In the same room, pairs of brass cylinders lie scattered across the space. Each cylinder represents an astronaut who has walked on the moon, its interior packed with lead to represent the astronaut’s relative weight. It’s a comment both on the ways that our bodies interact with the earth and the moon, and on the abstracting qualities of measurement.
The back wall of the show is dominated by three enormous panels, a vast tripartite of deep, veined, blue ice from the Perito Moreno Glacier, seeming to glow from thick silver frames. In the right hands, this stunning image also imparts information; the accompanying text explains that the blue color indicates the prehistoric nature of the ice, revealed thanks to humanity’s impact on the environment.
Lush glass sculptures play with light and shadow
Impressive in a very different way is the heavy load borne by the glass panels that form the roof of the pagoda-like structure at the centre of Dale Chihuly‘s show at Halcyon Gallery. Scattered across its surface are a menagerie of the intensely colored shapes for which Chihuly is known: trumpets, spires, and delicate shells that hover somewhere between the marine and the floral.
Under this carpet, the viewer is transfixed, constantly repositioning to find a new frame, watching and experimenting with the interplay of light and contrasting, combining color. Though the rest of the show is more traditionally presented, the investigation carries on in the subtleties revealed by the light cast greedily over the surfaces of the room. The lines of illumination, as in a swimming pool, reveal something of the form of the glass, each bump and ripple casting refractions in waves across the walls.
Most fascinating are the black-and-white pieces resting like underwater skeletons inset in a shining black cabinet. Here, the reflections go wild–intense contrasts rebounding but muted, the black edging a delineation of these fascinating explorations of pattern and interference.

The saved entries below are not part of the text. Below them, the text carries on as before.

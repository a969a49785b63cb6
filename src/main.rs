//! Pinfall entry point
//!
//! Handles platform-specific initialization and runs the game loop.

#[cfg(target_arch = "wasm32")]
use wasm_bindgen::prelude::*;

#[cfg(target_arch = "wasm32")]
mod wasm_game {
    use std::cell::RefCell;
    use std::rc::Rc;

    use glam::Vec2;
    use wasm_bindgen::prelude::*;
    use web_sys::{HtmlCanvasElement, KeyboardEvent, MouseEvent, TouchEvent};

    use pinfall::audio::AudioManager;
    use pinfall::consts::{CLOCK_INTERVAL_MS, SPAWN_INTERVAL_MS};
    use pinfall::renderer::CanvasSurface;
    use pinfall::scene::{Director, HostCommand};
    use pinfall::sim::Viewport;
    use pinfall::{HighScores, Settings};

    /// The clock and spawn callbacks, registered once and scheduled per session
    #[derive(Default)]
    struct Intervals {
        clock: Option<js_sys::Function>,
        spawn: Option<js_sys::Function>,
        handles: Vec<i32>,
    }

    struct Game {
        director: Director,
        surface: CanvasSurface,
        audio: AudioManager,
        dpr: f64,
        intervals: Intervals,
    }

    impl Game {
        /// Carry out what the director asked for, then play its sounds
        fn apply(&mut self, command: Option<HostCommand>) {
            match command {
                Some(HostCommand::StartTimers) => {
                    self.stop_timers();
                    self.start_timers();
                }
                Some(HostCommand::StopTimers) => self.stop_timers(),
                Some(HostCommand::HistoryBack) => {
                    if let Some(history) = web_sys::window().and_then(|w| w.history().ok()) {
                        let _ = history.back();
                    }
                }
                None => {}
            }

            for cue in self.director.take_cues() {
                self.audio.play(cue, &self.director.settings);
            }
        }

        fn start_timers(&mut self) {
            let Some(window) = web_sys::window() else { return };
            let scheduled = [
                (&self.intervals.clock, CLOCK_INTERVAL_MS),
                (&self.intervals.spawn, SPAWN_INTERVAL_MS),
            ];
            for (callback, ms) in scheduled {
                let Some(callback) = callback else { continue };
                match window.set_interval_with_callback_and_timeout_and_arguments_0(callback, ms) {
                    Ok(handle) => self.intervals.handles.push(handle),
                    Err(e) => log::warn!("setInterval failed: {:?}", e),
                }
            }
        }

        fn stop_timers(&mut self) {
            let Some(window) = web_sys::window() else { return };
            for handle in self.intervals.handles.drain(..) {
                window.clear_interval_with_handle(handle);
            }
        }

        /// Canvas pixel position of a CSS-pixel client point
        fn to_canvas(&self, client_x: i32, client_y: i32) -> Vec2 {
            let rect = self.surface.canvas().get_bounding_client_rect();
            Vec2::new(
                ((client_x as f64 - rect.left()) * self.dpr) as f32,
                ((client_y as f64 - rect.top()) * self.dpr) as f32,
            )
        }

        fn resize(&mut self) {
            let (w, h) = self.surface.fit_to_client(self.dpr);
            self.director.resize(Viewport::new(w, h));
        }
    }

    pub fn run() {
        console_error_panic_hook::set_once();
        console_log::init_with_level(log::Level::Info).expect("Failed to init logger");

        log::info!("Pinfall starting...");

        let window = web_sys::window().expect("no window");
        let document = window.document().expect("no document");

        if let Some(loading) = document.get_element_by_id("loading") {
            let _ = loading.set_attribute("class", "hidden");
        }

        let canvas: HtmlCanvasElement = document
            .get_element_by_id("canvas")
            .expect("no canvas")
            .dyn_into()
            .expect("not a canvas");

        let surface = CanvasSurface::new(canvas.clone()).expect("no 2d context");
        let dpr = window.device_pixel_ratio();
        let (width, height) = surface.fit_to_client(dpr);

        let seed = js_sys::Date::now() as u64;
        let director = Director::new(
            Viewport::new(width, height),
            Settings::load(),
            HighScores::load(),
            seed,
        );
        let game = Rc::new(RefCell::new(Game {
            director,
            surface,
            audio: AudioManager::new(),
            dpr,
            intervals: Intervals::default(),
        }));

        log::info!("Canvas {}x{} (dpr {}), seed {}", width, height, dpr, seed);

        setup_intervals(game.clone());
        setup_input_handlers(&canvas, game.clone());

        request_animation_frame(game);

        log::info!("Pinfall running!");
    }

    fn setup_intervals(game: Rc<RefCell<Game>>) {
        let clock = {
            let game = game.clone();
            Closure::<dyn FnMut()>::new(move || {
                game.borrow_mut().director.clock_second();
            })
        };
        let spawn = {
            let game = game.clone();
            Closure::<dyn FnMut()>::new(move || {
                game.borrow_mut().director.spawn_interval();
            })
        };

        let mut g = game.borrow_mut();
        g.intervals.clock = Some(clock.as_ref().unchecked_ref::<js_sys::Function>().clone());
        g.intervals.spawn = Some(spawn.as_ref().unchecked_ref::<js_sys::Function>().clone());
        clock.forget();
        spawn.forget();
    }

    fn setup_input_handlers(canvas: &HtmlCanvasElement, game: Rc<RefCell<Game>>) {
        let window = web_sys::window().expect("no window");

        // Mouse up - menu buttons
        {
            let game = game.clone();
            let closure = Closure::<dyn FnMut(_)>::new(move |event: MouseEvent| {
                let mut g = game.borrow_mut();
                g.audio.resume();
                let point = g.to_canvas(event.client_x(), event.client_y());
                let command = g.director.pointer_up(point);
                g.apply(command);
            });
            let _ = canvas
                .add_event_listener_with_callback("mouseup", closure.as_ref().unchecked_ref());
            closure.forget();
        }

        // Touch start - steering zones
        {
            let game = game.clone();
            let closure = Closure::<dyn FnMut(_)>::new(move |event: TouchEvent| {
                event.prevent_default();
                let mut g = game.borrow_mut();
                g.audio.resume();
                let touches = event.changed_touches();
                for i in 0..touches.length() {
                    if let Some(touch) = touches.get(i) {
                        let point = g.to_canvas(touch.client_x(), touch.client_y());
                        g.director.touch_start(point);
                    }
                }
            });
            let _ = canvas
                .add_event_listener_with_callback("touchstart", closure.as_ref().unchecked_ref());
            closure.forget();
        }

        // Touch end - release steering, or press a menu button
        {
            let game = game.clone();
            let closure = Closure::<dyn FnMut(_)>::new(move |event: TouchEvent| {
                event.prevent_default();
                let mut g = game.borrow_mut();
                let touches = event.changed_touches();
                for i in 0..touches.length() {
                    if let Some(touch) = touches.get(i) {
                        let point = g.to_canvas(touch.client_x(), touch.client_y());
                        let command = g.director.touch_end(point);
                        g.apply(command);
                    }
                }
            });
            let _ = canvas
                .add_event_listener_with_callback("touchend", closure.as_ref().unchecked_ref());
            closure.forget();
        }

        // Keyboard
        {
            let game = game.clone();
            let closure = Closure::<dyn FnMut(_)>::new(move |event: KeyboardEvent| {
                let mut g = game.borrow_mut();
                let command = g.director.key_down(event.key_code());
                g.apply(command);
            });
            let _ = window
                .add_event_listener_with_callback("keydown", closure.as_ref().unchecked_ref());
            closure.forget();
        }
        {
            let game = game.clone();
            let closure = Closure::<dyn FnMut(_)>::new(move |event: KeyboardEvent| {
                game.borrow_mut().director.key_up(event.key_code());
            });
            let _ = window
                .add_event_listener_with_callback("keyup", closure.as_ref().unchecked_ref());
            closure.forget();
        }

        // Window resize
        {
            let closure = Closure::<dyn FnMut(_)>::new(move |_event: web_sys::Event| {
                game.borrow_mut().resize();
            });
            let _ = window
                .add_event_listener_with_callback("resize", closure.as_ref().unchecked_ref());
            closure.forget();
        }
    }

    fn request_animation_frame(game: Rc<RefCell<Game>>) {
        let Some(window) = web_sys::window() else { return };
        let closure = Closure::once(move |_time: f64| {
            game_loop(game);
        });
        let _ = window.request_animation_frame(closure.as_ref().unchecked_ref());
        closure.forget();
    }

    fn game_loop(game: Rc<RefCell<Game>>) {
        {
            let mut g = game.borrow_mut();
            let command = g.director.frame(js_sys::Date::now());
            g.apply(command);

            let Game {
                director, surface, ..
            } = &mut *g;
            director.draw(surface);
        }

        request_animation_frame(game);
    }
}

#[cfg(target_arch = "wasm32")]
#[wasm_bindgen(start)]
pub fn wasm_main() {
    wasm_game::run();
}

#[cfg(not(target_arch = "wasm32"))]
fn main() {
    env_logger::init();
    log::info!("Pinfall (native) starting...");
    log::info!("Native mode runs a headless autopilot session - run with `trunk serve` for the web version");

    headless::run();
}

#[cfg(target_arch = "wasm32")]
fn main() {
    // WASM entry point is wasm_main, this is just to satisfy the compiler
}

/// Autopilot play-through on a recording surface
#[cfg(not(target_arch = "wasm32"))]
mod headless {
    use pinfall::platform::input::{KEY_LEFT, KEY_RIGHT};
    use pinfall::renderer::RecordingSurface;
    use pinfall::scene::{Director, Scene};
    use pinfall::sim::{GameMode, Session, Viewport};
    use pinfall::{HighScores, Settings};

    const FRAME_MS: f64 = 1000.0 / 60.0;
    const WIDTH: f32 = 540.0;
    const HEIGHT: f32 = 960.0;
    /// Ten minutes of play before the autopilot gives up
    const MAX_FRAMES: u64 = 60 * 60 * 10;

    /// Steer the basket under the lowest ball still in play
    fn steer(session: &Session) -> Option<u32> {
        let (a, b) = session.basket_endpoints()?;
        let center = (a.x + b.x) / 2.0;
        let target = session
            .balls
            .iter()
            .filter(|(_, record)| record.is_live())
            .filter_map(|(id, _)| session.ball_position(id))
            .min_by(|p, q| p.y.total_cmp(&q.y))?;

        let dead_zone = session.config.basket_length / 4.0;
        if target.x < center - dead_zone {
            Some(KEY_LEFT)
        } else if target.x > center + dead_zone {
            Some(KEY_RIGHT)
        } else {
            None
        }
    }

    pub fn run() {
        let seed = 0x5eed;
        let mut director = Director::new(
            Viewport::new(WIDTH, HEIGHT),
            Settings::load(),
            HighScores::load(),
            seed,
        );
        let mut surface = RecordingSurface::new(WIDTH, HEIGHT);

        for mode in [GameMode::TimeLimited, GameMode::ScoreLimited] {
            director.start_session(mode);
            let mut held: Option<u32> = None;
            let mut frame = 0u64;

            while director.is_playing() {
                frame += 1;
                if frame > MAX_FRAMES {
                    log::warn!("{} did not finish, returning to the menu", mode.label());
                    director.show_menu();
                    break;
                }
                let wanted = director.session().and_then(steer);
                if wanted != held {
                    if let Some(key) = held {
                        director.key_up(key);
                    }
                    if let Some(key) = wanted {
                        director.key_down(key);
                    }
                    held = wanted;
                }

                if frame % 60 == 0 {
                    director.clock_second();
                }
                if frame % 120 == 0 {
                    director.spawn_interval();
                }

                director.frame(frame as f64 * FRAME_MS);
                director.draw(&mut surface);
                director.take_cues();
            }

            if let Scene::End(screen) = director.scene() {
                log::info!(
                    "{} finished: {} after {} frames (best {:?})",
                    mode.label(),
                    screen.result.value,
                    frame,
                    screen.best
                );
                println!("{}", surface.texts().join(" "));
            }
        }
    }
}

Chihuly’s works are intensely magnetic; deep, red-orange cups, resting one inside the other, are reminiscent in their sumptuousness of Georgia O’Keefe’s semi-erotic flowers, warm and seductive. Chihuly’s standing in the fine art world is perhaps undermined by the enjoyable luxury of his work. He is often labelled a craftsman, a tag given to diminish the depth of his thinking. Where Almond’s works explore topics that leave the earth and investigate the processes that have allowed us to achieve such things, Chihuly seems firmly tied to the body.

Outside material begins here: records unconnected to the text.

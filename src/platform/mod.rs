//! Platform abstraction layer
//!
//! Handles browser/native differences for:
//! - Input events (key codes, touch zones, button hit-testing)
//! - Storage lives with `Settings` and `HighScores`

pub mod input;

pub use input::{Button, Rect, TouchZones, end_buttons, key_direction, start_buttons, touch_zones};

Considering placement and medium
But though Chihuly’s work stays securely in the realm of the sensual, that does not render it superficial; rather, the sense of light and form that one can explore in walking around these objects allows an understanding of space that could not be expressed in words. Furthermore, the artist displays a perfect knowledge of the physicality of his medium, unlike Almond’s reflective photo-displays.
While Almond’s show is thought-provoking and profound, I feel that this kind of investigation may be better experienced in a publication like Fullmoon, a hardcover book published by the artist in March. While Chihuly’s works certainly center around an exploration of beauty, his works teach us just as much about perception and space, though perhaps by a route less shaped by concepts and words.
Darren Almond’s To Leave a Light Impression can be seen at White Cube in London, UK until March 12th, 2014.
Dale Chihuly’s Beyond the Object can be seen at Halcyon Gallery in London, UK until April 5th, 2014.